By Amy Newmark March 07, 2021 Lifestyle

One of my favorite Chicken Soup for the Soul stories is by Georgia Shaffer, who wrote about what happened when a “friend” drove her to chemo one day. Her friend spent the entire 50-minute drive relating painful stories about the people she knew who hadn’t done well with their cancer treatments.

“After previous treatments, I had never gotten sick,” says Georgia. “After that treatment, I was sick for two days.” That led to her epiphany: “The harsh reality is that I became painfully aware that some people are not positive and life giving. Rather, their negative or thoughtless interactions are draining and, in some cases, toxic.”

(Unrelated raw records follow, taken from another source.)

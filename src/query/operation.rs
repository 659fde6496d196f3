// Copyright 2024 OctoFHIR Team
//
// Licensed under the Apache License, Version 2.0 (the "License");
// you may not use this file except in compliance with the License.
// You may obtain a copy of the License at
//
//     http://www.apache.org/licenses/LICENSE-2.0
//
// Unless required by applicable law or agreed to in writing, software
// distributed under the License is distributed on an "AS IS" BASIS,
// WITHOUT WARRANTIES OR CONDITIONS OF ANY KIND, either express or implied.
// See the License for the specific language governing permissions and
// limitations under the License.

//! Structured query representation
//!
//! Operations reference their arguments by parameter id; the values live in
//! a [`ParameterRegistry`](super::ParameterRegistry).

use serde::{Deserialize, Serialize};
use std::fmt;
use std::hash::{Hash, Hasher};

use rustc_hash::FxHasher;

use crate::pipeline::{Direction, SetOperationKind};

/// Parameter id, `"{position}-{verb}-{index}"`
pub type ParameterId = String;

/// Build the id of argument `index` of the call at `position`
pub fn parameter_id(position: usize, verb: &str, index: usize) -> ParameterId {
    format!("{position}-{verb}-{index}")
}

/// Split a parameter id into its verb and argument index
pub fn describe_parameter(id: &str) -> (&str, usize) {
    let mut parts = id.splitn(3, '-');
    let _position = parts.next();
    let verb = parts.next().unwrap_or(id);
    let index = parts.next().and_then(|index| index.parse().ok()).unwrap_or(0);
    (verb, index)
}

/// One sort key of an ordering operation
#[derive(Debug, Clone, PartialEq, Eq, Hash, Serialize, Deserialize)]
pub struct OrderingParameters {
    /// Key selector
    pub function: ParameterId,
    /// Sort direction
    pub direction: Direction,
}

/// Matching strategy of a join operation
#[derive(Debug, Clone, PartialEq, Eq, Hash, Serialize, Deserialize)]
pub enum JoinCondition {
    /// No condition: every pair matches
    Cross,
    /// Predicate over `(outerValue, innerValue, outerKey, innerKey)`
    On(ParameterId),
    /// Equal keys from an outer and an inner selector
    OnEquality {
        /// Outer key selector
        outer: ParameterId,
        /// Inner key selector
        inner: ParameterId,
    },
}

/// Join configuration
#[derive(Debug, Clone, PartialEq, Eq, Hash, Serialize, Deserialize)]
pub struct JoinParameters {
    /// Inner collection
    pub inner: ParameterId,
    /// Matching strategy
    pub condition: JoinCondition,
    /// `(value, key)` substituted for unmatched outer elements
    pub default: Option<(ParameterId, ParameterId)>,
    /// Result projection
    pub projection: ParameterId,
    /// Group join
    pub grouped: bool,
}

/// Sequence to sequence operation
#[derive(Debug, Clone, PartialEq, Eq, Hash, Serialize, Deserialize)]
pub enum Operation {
    /// `where(fn)`
    Where {
        /// Predicate
        predicate: ParameterId,
    },
    /// `select(fn)`
    Select {
        /// Value projection
        function: ParameterId,
    },
    /// `selectMany(fn)`
    SelectMany {
        /// Collection selector
        function: ParameterId,
    },
    /// `indexBy(fn)`
    IndexBy {
        /// Key projection
        function: ParameterId,
    },
    /// `keys()`
    Keys,
    /// `reindex()`
    Reindex,
    /// `orderBy*` followed by any `thenBy*`
    OrderBy {
        /// Sort keys, most significant first
        orderings: Vec<OrderingParameters>,
    },
    /// `groupBy(fn)`
    GroupBy {
        /// Group key selector
        function: ParameterId,
    },
    /// `join(..)` / `groupJoin(..)` with its sub-calls
    Join(JoinParameters),
    /// `unique()`
    Unique,
    /// `union`, `intersect`, `except`, `append`, `whereIn`, `whereNotIn`
    SetOperation {
        /// Operation
        kind: SetOperationKind,
        /// Comparison collection
        other: ParameterId,
    },
    /// `skip`, `take` and `slice`
    Range {
        /// Entries to skip
        start: Option<ParameterId>,
        /// Maximum entries to yield
        amount: Option<ParameterId>,
    },
}

impl Operation {
    /// Verb name of the operation
    pub fn name(&self) -> &'static str {
        match self {
            Self::Where { .. } => "where",
            Self::Select { .. } => "select",
            Self::SelectMany { .. } => "selectMany",
            Self::IndexBy { .. } => "indexBy",
            Self::Keys => "keys",
            Self::Reindex => "reindex",
            Self::OrderBy { .. } => "orderBy",
            Self::GroupBy { .. } => "groupBy",
            Self::Join(join) if join.grouped => "groupJoin",
            Self::Join(_) => "join",
            Self::Unique => "unique",
            Self::SetOperation { kind, .. } => kind.name(),
            Self::Range { .. } => "slice",
        }
    }

    /// Whether the stage needs every upstream entry before yielding
    pub fn needs_random_access(&self) -> bool {
        matches!(self, Self::OrderBy { .. } | Self::GroupBy { .. })
    }

    /// Parameter ids referenced by the operation, in argument order
    pub fn parameter_ids(&self) -> Vec<&ParameterId> {
        match self {
            Self::Where { predicate: id }
            | Self::Select { function: id }
            | Self::SelectMany { function: id }
            | Self::IndexBy { function: id }
            | Self::GroupBy { function: id }
            | Self::SetOperation { other: id, .. } => vec![id],
            Self::Keys | Self::Reindex | Self::Unique => Vec::new(),
            Self::OrderBy { orderings } => {
                orderings.iter().map(|ordering| &ordering.function).collect()
            }
            Self::Join(join) => {
                let mut ids = vec![&join.inner];
                match &join.condition {
                    JoinCondition::Cross => {}
                    JoinCondition::On(id) => ids.push(id),
                    JoinCondition::OnEquality { outer, inner } => ids.extend([outer, inner]),
                }
                if let Some((value, key)) = &join.default {
                    ids.extend([value, key]);
                }
                ids.push(&join.projection);
                ids
            }
            Self::Range { start, amount } => start.iter().chain(amount.iter()).collect(),
        }
    }
}

/// Terminal request
#[derive(Debug, Clone, PartialEq, Eq, Hash, Serialize, Deserialize)]
pub enum Request {
    /// The sequence as an array; later duplicate keys overwrite earlier ones
    AsArray,
    /// Every entry as a `[key, value]` pair, duplicates kept
    GetIterator,
    /// Number of entries
    Count,
    /// Whether there are no entries
    IsEmpty,
    /// First value or null
    First,
    /// Last value or null
    Last,
    /// Whether a value occurs
    Contains {
        /// Searched value
        value: ParameterId,
    },
    /// Value stored under a key or null
    OffsetGet {
        /// Key
        key: ParameterId,
    },
    /// Whether a key exists
    OffsetExists {
        /// Key
        key: ParameterId,
    },
    /// Aggregate request with an optional projection
    Aggregate {
        /// Aggregate kind
        kind: AggregateKind,
        /// Projection applied before aggregating
        function: Option<ParameterId>,
    },
    /// `implode(delimiter, fn?)`
    Implode {
        /// Delimiter
        delimiter: ParameterId,
        /// Projection applied before joining
        function: Option<ParameterId>,
    },
    /// `aggregate(fn)` left fold seeded with the first value
    Fold {
        /// Folding function `(accumulator, value)`
        function: ParameterId,
    },
}

/// Aggregates with an optional projection
#[derive(Debug, Clone, Copy, PartialEq, Eq, Hash, Serialize, Deserialize)]
pub enum AggregateKind {
    /// `sum`
    Sum,
    /// `average`
    Average,
    /// `minimum`
    Minimum,
    /// `maximum`
    Maximum,
    /// `all`
    All,
    /// `any`
    Any,
}

impl AggregateKind {
    /// Verb name
    pub fn name(self) -> &'static str {
        match self {
            Self::Sum => "sum",
            Self::Average => "average",
            Self::Minimum => "minimum",
            Self::Maximum => "maximum",
            Self::All => "all",
            Self::Any => "any",
        }
    }
}

impl Request {
    /// Verb name of the request
    pub fn name(&self) -> &'static str {
        match self {
            Self::AsArray => "asArray",
            Self::GetIterator => "getIterator",
            Self::Count => "count",
            Self::IsEmpty => "isEmpty",
            Self::First => "first",
            Self::Last => "last",
            Self::Contains { .. } => "contains",
            Self::OffsetGet { .. } => "offsetGet",
            Self::OffsetExists { .. } => "offsetExists",
            Self::Aggregate { kind, .. } => kind.name(),
            Self::Implode { .. } => "implode",
            Self::Fold { .. } => "aggregate",
        }
    }

    /// Whether the request looks entries up by key
    pub fn needs_random_access(&self) -> bool {
        matches!(self, Self::OffsetGet { .. } | Self::OffsetExists { .. })
    }

    /// Parameter ids referenced by the request
    pub fn parameter_ids(&self) -> Vec<&ParameterId> {
        match self {
            Self::Contains { value: id }
            | Self::OffsetGet { key: id }
            | Self::OffsetExists { key: id } => vec![id],
            Self::Aggregate { function, .. } => function.iter().collect(),
            Self::Implode {
                delimiter,
                function,
            } => std::iter::once(delimiter).chain(function.iter()).collect(),
            Self::Fold { function } => vec![function],
            _ => Vec::new(),
        }
    }
}

/// A parsed query: source placeholder, operations and the terminal request
#[derive(Debug, Clone, PartialEq, Eq, Hash, Serialize, Deserialize)]
pub struct Query {
    /// Name of the variable the chain starts from
    pub source: String,
    /// Operations in call order
    pub operations: Vec<Operation>,
    /// Terminal request
    pub request: Request,
}

impl Query {
    /// Whether any stage or the request needs random access
    pub fn needs_random_access(&self) -> bool {
        self.request.needs_random_access()
            || self.operations.iter().any(Operation::needs_random_access)
    }

    /// Hash of the operation sequence shape
    ///
    /// Covers verbs, set operation kinds, join configuration and parameter
    /// ids, but not parameter values.
    pub fn shape_hash(&self) -> u64 {
        let mut hasher = FxHasher::default();
        self.hash(&mut hasher);
        hasher.finish()
    }
}

impl fmt::Display for Query {
    fn fmt(&self, f: &mut fmt::Formatter<'_>) -> fmt::Result {
        write!(f, "${}", self.source)?;
        for operation in &self.operations {
            write!(f, "->{}(", operation.name())?;
            write_ids(f, &operation.parameter_ids())?;
            write!(f, ")")?;
        }
        write!(f, "->{}(", self.request.name())?;
        write_ids(f, &self.request.parameter_ids())?;
        write!(f, ")")
    }
}

fn write_ids(f: &mut fmt::Formatter<'_>, ids: &[&ParameterId]) -> fmt::Result {
    for (position, id) in ids.iter().enumerate() {
        if position > 0 {
            write!(f, ", ")?;
        }
        write!(f, ":{id}")?;
    }
    Ok(())
}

Georgia learned not to expose herself to people who were thoughtless or negative. That was difficult, because we’re all taught to be nice to everyone, and loyal to our friends. But if we want to be happy, we need to learn how to set clear boundaries.

Make Sure You Weed the Garden of Your Life

I love how Georgia described her view of this “friend management” process: “I had never realized that just like the weeds in a garden rob the flowers of vital moisture, nutrients and sunlight, so too the ‘weeds’ in my life were robbing me of the vital energy I needed to fight cancer and heal. I could not afford to allow interactions with negative people to steal the few resources I had left.”

It would take time to make her cancer go away, but Georgia could make that toxic friend go away right then and there! This is fabulous advice. We absolutely should weed the gardens of our lives on a regular basis, pulling out the negative so that everything that remains can thrive!

There’s a great quote from Mahatma Gandhi that sums this up beautifully: “I will not let anyone walk through my mind with their dirty feet.” We have the right to manage the friend side of our lives. No more dirty feet walking through our minds.

Friends Are Optional, Not Mandatory

How many friends do you have who don’t add value to your life? You might find that you are reducing the time you spend with them and viewing your get-togethers as obligations instead of relaxing, fun breaks. You might be saying, “I have this friend… and I have to call her… she’s always complaining… I don’t like talking to her… but I have to.”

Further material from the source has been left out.